DETROIT (CN) - A Michigan medical examiner did not violate a woman's constitutional rights by removing and later incinerating the brain of her mother, the 6th Circuit ruled.

Karen Waeschle sued Oakland County Medical Examiner Ljubisa Dragovic in 2008 upon learning that after her mother's death, the doctor kept the woman's brain for further study and eventually incinerated it along with other medical waste.

The case eventually made its way to the Michigan Supreme Court, which ruled that, "[a]ssuming the decedent's brain was removed by a medical examiner to conduct a lawful investigation into the decedent's cause of death, the decedent's next of kin does not have a right under Michigan law to possess the brain in order to properly bury or cremate the same after the brain is no longer needed for forensic examination."

Dragovic and the other defendants were granted summary judgment in March 2011, a ruling from which Waeschle sought relief and was denied, leading to the appeal placed before a three-judge panel of the Sixth Circuit.

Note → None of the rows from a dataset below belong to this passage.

// SPDX-License-Identifier: BSD-3-Clause
// Copyright (c) 2026 Aleksandr Ptakhin

use crate::models::backend::SearchBackendKind;
use crate::services::postgres::DEFAULT_TEXT_SEARCH_CONFIG;
use anyhow::{anyhow, Result};
use std::net::SocketAddr;
use std::path::PathBuf;

pub const DEFAULT_MAX_CONNECTIONS: u32 = 5;
pub const DEFAULT_LISTEN_ADDR: &str = "0.0.0.0:3000";

/// Process configuration, read once at startup.
#[derive(Debug, Clone)]
pub struct SearchConfig {
    pub backend: SearchBackendKind,
    pub database_url: String,
    pub max_connections: u32,
    /// PostgreSQL text search configuration; ignored by SQLite.
    pub text_search_config: String,
    /// JSON file with channels and facet values. Without it only the default
    /// channel exists and facet values cannot be resolved.
    pub catalog_file: Option<PathBuf>,
    pub listen_addr: SocketAddr,
}

impl SearchConfig {
    /// Load configuration from environment variables
    pub fn from_env() -> Result<Self> {
        Self::from_lookup(|key| std::env::var(key).ok())
    }

    /// Same as [`SearchConfig::from_env`] with an injectable variable source.
    pub fn from_lookup(lookup: impl Fn(&str) -> Option<String>) -> Result<Self> {
        let backend = lookup("SEARCH_BACKEND")
            .unwrap_or_else(|| "postgres".to_string())
            .parse::<SearchBackendKind>()
            .map_err(|e| anyhow!(e))?;

        let database_url = lookup("DATABASE_URL")
            .ok_or_else(|| anyhow!("DATABASE_URL environment variable not set"))?;

        let max_connections = lookup("DATABASE_MAX_CONNECTIONS")
            .and_then(|v| v.parse().ok())
            .filter(|n| *n > 0)
            .unwrap_or(DEFAULT_MAX_CONNECTIONS);

        let text_search_config = lookup("TEXT_SEARCH_CONFIG")
            .unwrap_or_else(|| DEFAULT_TEXT_SEARCH_CONFIG.to_string());

        let catalog_file = lookup("CATALOG_FILE")
            .filter(|v| !v.trim().is_empty())
            .map(PathBuf::from);

        let listen_addr = lookup("LISTEN_ADDR")
            .unwrap_or_else(|| DEFAULT_LISTEN_ADDR.to_string());
        let listen_addr = listen_addr
            .parse()
            .map_err(|e| anyhow!("LISTEN_ADDR '{}' is not a socket address: {}", listen_addr, e))?;

        Ok(Self {
            backend,
            database_url,
            max_connections,
            text_search_config,
            catalog_file,
            listen_addr,
        })
    }
}

#[cfg(test)]
mod tests {
    use super::*;
    use std::collections::HashMap;

    fn lookup(vars: &[(&str, &str)]) -> impl Fn(&str) -> Option<String> {
        let vars: HashMap<String, String> = vars
            .iter()
            .map(|(k, v)| (k.to_string(), v.to_string()))
            .collect();
        move |key| vars.get(key).cloned()
    }

    #[test]
    fn test_defaults() {
        let config =
            SearchConfig::from_lookup(lookup(&[("DATABASE_URL", "postgres://localhost/shop")]))
                .unwrap();

        assert_eq!(config.backend, SearchBackendKind::Postgres);
        assert_eq!(config.max_connections, DEFAULT_MAX_CONNECTIONS);
        assert_eq!(config.text_search_config, "english");
        assert!(config.catalog_file.is_none());
        assert_eq!(config.listen_addr.port(), 3000);
    }

    #[test]
    fn test_database_url_is_required() {
        let err = SearchConfig::from_lookup(lookup(&[])).unwrap_err();
        assert!(err.to_string().contains("DATABASE_URL"));
    }

    #[test]
    fn test_sqlite_backend() {
        let config = SearchConfig::from_lookup(lookup(&[
            ("SEARCH_BACKEND", "sqlite"),
            ("DATABASE_URL", "sqlite://search.db"),
            ("DATABASE_MAX_CONNECTIONS", "2"),
            ("CATALOG_FILE", "/etc/catalog.json"),
        ]))
        .unwrap();

        assert_eq!(config.backend, SearchBackendKind::Sqlite);
        assert_eq!(config.max_connections, 2);
        assert_eq!(config.catalog_file, Some(PathBuf::from("/etc/catalog.json")));
    }

    #[test]
    fn test_unknown_backend_is_rejected() {
        let err = SearchConfig::from_lookup(lookup(&[
            ("SEARCH_BACKEND", "mysql"),
            ("DATABASE_URL", "mysql://localhost"),
        ]))
        .unwrap_err();
        assert!(err.to_string().contains("SEARCH_BACKEND"));
    }

    #[test]
    fn test_invalid_max_connections_falls_back_to_default() {
        let config = SearchConfig::from_lookup(lookup(&[
            ("DATABASE_URL", "postgres://localhost/shop"),
            ("DATABASE_MAX_CONNECTIONS", "0"),
        ]))
        .unwrap();
        assert_eq!(config.max_connections, DEFAULT_MAX_CONNECTIONS);
    }

    #[test]
    fn test_invalid_listen_addr_is_rejected() {
        let err = SearchConfig::from_lookup(lookup(&[
            ("DATABASE_URL", "postgres://localhost/shop"),
            ("LISTEN_ADDR", "localhost"),
        ]))
        .unwrap_err();
        assert!(err.to_string().contains("LISTEN_ADDR"));
    }
}
// SPDX-License-Identifier: BSD-3-Clause
// Copyright (c) 2026 Aleksandr Ptakhin

use serde::{Deserialize, Serialize};

#[derive(Serialize, Deserialize)]
pub struct VersionResponse {
    pub service: String,
    pub version: String,
    pub backend: String,
}
// SPDX-License-Identifier: BSD-3-Clause
// Copyright (c) 2026 Aleksandr Ptakhin

pub mod catalog;
pub mod config;
pub mod logging;
pub mod mapper;
pub mod postgres;
pub mod query;
pub mod schema;
pub mod search;
pub mod sqlite;
pub mod strategy;
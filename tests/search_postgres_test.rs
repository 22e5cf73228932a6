// SPDX-License-Identifier: BSD-3-Clause
// Copyright (c) 2026 Aleksandr Ptakhin

mod common;

use catalog_search::models::ids::Id;
use catalog_search::models::index::IndexRow;
use catalog_search::models::search::SearchInput;
use catalog_search::services::postgres::{PostgresDialect, PostgresSearchStrategy};
use catalog_search::services::strategy::SearchStrategy;
use common::{ctx, index_row, insert_postgres, postgres_pool, shirt_rows};
use std::collections::HashSet;

// Integration tests for the PostgreSQL strategy
// These tests require a running PostgreSQL instance
// Run with: TEST_DATABASE_URL=postgres://... cargo test --test search_postgres_test -- --ignored

async fn strategy_with(schema: &str, rows: &[IndexRow]) -> PostgresSearchStrategy {
    let pool = postgres_pool(schema).await;
    insert_postgres(&pool, rows).await;
    PostgresSearchStrategy::new(pool, PostgresDialect::default())
}

fn input(term: Option<&str>, facet_ids: &[&str], grouped: bool) -> SearchInput {
    SearchInput {
        term: term.map(str::to_string),
        facet_ids: Some(facet_ids.iter().map(|id| id.to_string()).collect()),
        group_by_product: Some(grouped),
        ..Default::default()
    }
}

#[tokio::test]
#[ignore]
async fn test_grouped_term_search_unions_variant_facets() {
    let strategy = strategy_with("search_test_grouped", &shirt_rows()).await;
    let request = input(Some("shirt"), &[], true);

    let items = strategy.search_results(&ctx(), &request).await.unwrap();

    assert_eq!(items.len(), 1);
    let facets: HashSet<&str> = items[0].facet_value_ids.iter().map(Id::as_str).collect();
    assert_eq!(facets, HashSet::from(["1", "2", "3"]));
    assert!(items[0].score > 0.0);
    assert_eq!(strategy.total_count(&ctx(), &request).await.unwrap(), 1);
}

#[tokio::test]
#[ignore]
async fn test_facet_filter_counts_one_either_way() {
    let strategy = strategy_with("search_test_facets", &shirt_rows()).await;

    for grouped in [false, true] {
        let request = input(None, &["1"], grouped);
        let items = strategy.search_results(&ctx(), &request).await.unwrap();
        assert_eq!(items.len(), 1);
        assert_eq!(items[0].product_id.as_str(), "p1");
        assert_eq!(strategy.total_count(&ctx(), &request).await.unwrap(), 1);
    }

    let facets = strategy
        .facet_value_ids(&ctx(), &input(None, &["1"], false))
        .await
        .unwrap();
    assert_eq!(facets.to_delimited(), "1,2");
}

#[tokio::test]
#[ignore]
async fn test_sku_match_outranks_description_match() {
    let by_sku = index_row("w1", "pa", "WIDGET-1", "Gadget", "");
    let mut by_description = index_row("w2", "pb", "Y-2", "Thing", "");
    by_description.description = "Fits every widget".to_string();
    let strategy = strategy_with("search_test_ranking", &[by_description, by_sku]).await;

    let items = strategy
        .search_results(&ctx(), &input(Some("widget"), &[], false))
        .await
        .unwrap();

    let skus: Vec<&str> = items.iter().map(|item| item.sku.as_str()).collect();
    assert_eq!(skus, ["WIDGET-1", "Y-2"]);
    assert!(items[0].score > items[1].score);
}

#[tokio::test]
#[ignore]
async fn test_take_one_skip_one_returns_second_row() {
    let rows = vec![
        index_row("v1", "p1", "A-1", "Lamp", ""),
        index_row("v2", "p2", "B-2", "Lamp", ""),
        index_row("v3", "p3", "C-3", "Lamp", ""),
    ];
    let strategy = strategy_with("search_test_paging", &rows).await;

    let all = strategy
        .search_results(&ctx(), &input(Some("lamp"), &[], false))
        .await
        .unwrap();
    let mut request = input(Some("lamp"), &[], false);
    request.take = Some(1);
    request.skip = Some(1);

    let page = strategy.search_results(&ctx(), &request).await.unwrap();

    assert_eq!(page.len(), 1);
    assert_eq!(page[0], all[1]);
    assert_eq!(strategy.total_count(&ctx(), &request).await.unwrap(), 3);
}

#[tokio::test]
#[ignore]
async fn test_empty_result_is_not_an_error() {
    let strategy = strategy_with("search_test_empty", &shirt_rows()).await;
    let request = input(Some("umbrella"), &[], false);

    assert!(strategy.search_results(&ctx(), &request).await.unwrap().is_empty());
    assert_eq!(strategy.total_count(&ctx(), &request).await.unwrap(), 0);
    assert!(strategy.facet_value_ids(&ctx(), &request).await.unwrap().is_empty());
}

The panel rejected Waeschle's appeal, holding that, "rather than suggesting that there is a genuine issue of material fact, Waeschle and her attorneys continue to make the same legal arguments that have been rejected repeatedly by this court and others."

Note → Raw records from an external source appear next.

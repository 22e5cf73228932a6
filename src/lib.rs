// SPDX-License-Identifier: BSD-3-Clause
// Copyright (c) 2026 Aleksandr Ptakhin

//! Catalog search over a denormalized product index, backed by PostgreSQL or SQLite.

pub mod app;
pub mod error;
pub mod models;
pub mod routes;
pub mod services;
// src/tracker/state.rs

//! TOML persistence for tracker state across process runs.
//!
//! Stamps are process-local and never persisted; a restored status restarts
//! at pre-history. `Reverted` persists as `Synchronized` (both mean "nothing
//! pending"), and a broken project comes back broken so the failure is not
//! silently forgotten.

use std::path::Path;

use serde::{Deserialize, Serialize};
use tracing::debug;

use crate::errors::Result;
use crate::status::StatusKind;
use crate::types::{AutoReloadType, ModificationType};

#[derive(Debug, Clone, Copy, PartialEq, Eq, Serialize, Deserialize)]
#[serde(rename_all = "lowercase")]
pub enum PersistedStatusKind {
    Synchronized,
    Modified,
    Dirty,
    Broken,
}

impl From<StatusKind> for PersistedStatusKind {
    fn from(kind: StatusKind) -> Self {
        match kind {
            StatusKind::Synchronized | StatusKind::Reverted => {
                PersistedStatusKind::Synchronized
            }
            StatusKind::Modified => PersistedStatusKind::Modified,
            StatusKind::Dirty => PersistedStatusKind::Dirty,
            StatusKind::Broken => PersistedStatusKind::Broken,
        }
    }
}

impl From<PersistedStatusKind> for StatusKind {
    fn from(kind: PersistedStatusKind) -> Self {
        match kind {
            PersistedStatusKind::Synchronized => StatusKind::Synchronized,
            PersistedStatusKind::Modified => StatusKind::Modified,
            PersistedStatusKind::Dirty => StatusKind::Dirty,
            PersistedStatusKind::Broken => StatusKind::Broken,
        }
    }
}

/// One project's persisted status line.
#[derive(Debug, Clone, PartialEq, Eq, Serialize, Deserialize)]
pub struct PersistedProjectState {
    pub system_id: String,
    pub root_path: std::path::PathBuf,
    pub status: PersistedStatusKind,
    /// Pending modification type, meaningful for `modified`/`dirty`.
    #[serde(default = "unknown_modification")]
    pub modification: ModificationType,
}

fn unknown_modification() -> ModificationType {
    ModificationType::Unknown
}

/// Whole-tracker snapshot written between runs.
#[derive(Debug, Clone, Default, PartialEq, Serialize, Deserialize)]
pub struct TrackerStateSnapshot {
    #[serde(default)]
    pub auto_reload_type: AutoReloadType,
    #[serde(default, rename = "project")]
    pub projects: Vec<PersistedProjectState>,
}

/// Read a snapshot from a TOML state file.
pub fn load_state(path: &Path) -> Result<TrackerStateSnapshot> {
    let raw = std::fs::read_to_string(path)?;
    let snapshot = toml::from_str(&raw)?;
    debug!(path = %path.display(), "tracker state loaded");
    Ok(snapshot)
}

/// Write a snapshot to a TOML state file.
pub fn save_state(path: &Path, snapshot: &TrackerStateSnapshot) -> Result<()> {
    let raw = toml::to_string_pretty(snapshot)?;
    std::fs::write(path, raw)?;
    debug!(path = %path.display(), "tracker state saved");
    Ok(())
}
// src/errors.rs

//! Crate-wide error aliases and helpers.

use thiserror::Error;

use crate::project::ProjectId;

#[derive(Error, Debug)]
pub enum ReloadTrackError {
    #[error("Project already registered: {0}")]
    DuplicateProject(ProjectId),

    #[error("Project not registered: {0}")]
    UnknownProject(ProjectId),

    #[error("IO error: {0}")]
    IoError(#[from] std::io::Error),

    #[error("State file parsing error: {0}")]
    TomlError(#[from] toml::de::Error),

    #[error("State file serialization error: {0}")]
    TomlSerError(#[from] toml::ser::Error),

    #[error(transparent)]
    Other(#[from] anyhow::Error),
}

pub use anyhow::Error;
pub type Result<T> = std::result::Result<T, ReloadTrackError>;
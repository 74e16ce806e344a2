// tests/change_journal.rs

//! Event-merging and snapshot behaviour of the per-project change journal.

use std::path::{Path, PathBuf};

use reloadtrack::FileEventKind;
use reloadtrack::settings::ChangeJournal;

fn p(s: &str) -> PathBuf {
    PathBuf::from(s)
}

#[test]
fn delete_then_recreate_reads_as_update() {
    let mut journal = ChangeJournal::new();
    journal.record(Path::new("build.gradle"), FileEventKind::Delete);
    journal.record(Path::new("build.gradle"), FileEventKind::Create);

    let (ctx, undefined) = journal.snapshot();
    assert!(!undefined);
    assert!(ctx.created.is_empty());
    assert!(ctx.deleted.is_empty());
    assert_eq!(ctx.updated, [p("build.gradle")].into());
}

#[test]
fn create_then_delete_cancels_out() {
    let mut journal = ChangeJournal::new();
    journal.record(Path::new("scratch.toml"), FileEventKind::Create);
    journal.record(Path::new("scratch.toml"), FileEventKind::Update);
    journal.record(Path::new("scratch.toml"), FileEventKind::Delete);

    assert!(journal.is_empty());
}

#[test]
fn snapshot_partitions_are_disjoint_and_drain() {
    let mut journal = ChangeJournal::new();
    journal.record(Path::new("a.toml"), FileEventKind::Create);
    journal.record(Path::new("b.toml"), FileEventKind::Update);
    journal.record(Path::new("c.toml"), FileEventKind::Delete);

    let (ctx, _) = journal.snapshot();
    assert_eq!(ctx.created, [p("a.toml")].into());
    assert_eq!(ctx.updated, [p("b.toml")].into());
    assert_eq!(ctx.deleted, [p("c.toml")].into());

    assert!(journal.is_empty());
    let (ctx, undefined) = journal.snapshot();
    assert!(ctx.is_empty());
    assert!(!undefined);
}

#[test]
fn undefined_flag_survives_until_snapshot() {
    let mut journal = ChangeJournal::new();
    journal.mark_undefined();
    assert!(!journal.is_empty());

    let (ctx, undefined) = journal.snapshot();
    assert!(ctx.is_empty());
    assert!(undefined);
    assert!(journal.is_empty());
}

#[test]
fn revert_removes_the_path() {
    let mut journal = ChangeJournal::new();
    journal.record(Path::new("a.toml"), FileEventKind::Update);
    journal.record(Path::new("b.toml"), FileEventKind::Update);

    journal.remove(Path::new("a.toml"));
    assert!(!journal.is_empty());
    journal.remove(Path::new("b.toml"));
    assert!(journal.is_empty());
}

#[test]
fn restore_after_failed_reload_prefers_newer_events() {
    let mut journal = ChangeJournal::new();
    journal.record(Path::new("a.toml"), FileEventKind::Update);
    let (snapshot, undefined) = journal.snapshot();

    // Changes that landed while the failed reload was executing.
    journal.record(Path::new("a.toml"), FileEventKind::Delete);
    journal.record(Path::new("b.toml"), FileEventKind::Create);

    journal.restore(snapshot, undefined);

    let (ctx, undefined) = journal.snapshot();
    assert!(!undefined);
    // Update (old) followed by Delete (new) collapses to Delete.
    assert_eq!(ctx.deleted, [p("a.toml")].into());
    assert_eq!(ctx.created, [p("b.toml")].into());
}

The argument presented by Waeschle involved Whaley v. County of Tuscola, but the panel ruled that "the two cases are distinguishable... [because Whaley] involved the unauthorized harvesting of eyes and corneas for donation purposes, whereas this case concerns the removal of an organ for a lawful investigation."

The judges noted that Waeschle based her argument her having a "'fundamental right to receive and dispose of the body of her deceased mother.' However... despite Waeschle's occasional use of the phrase 'fundamental right' in her filings before the district court, she never developed an argument on this front, despite several opportunities to do so."

In addition to affirming the district court's dismissal of the case, the panel also denied the defendant's motion for sanctions against Waeschle, but noted that "today's opinion shall serve as an admonition... that future failures to acknowledge clear precedent may result in the imposition of sanctions."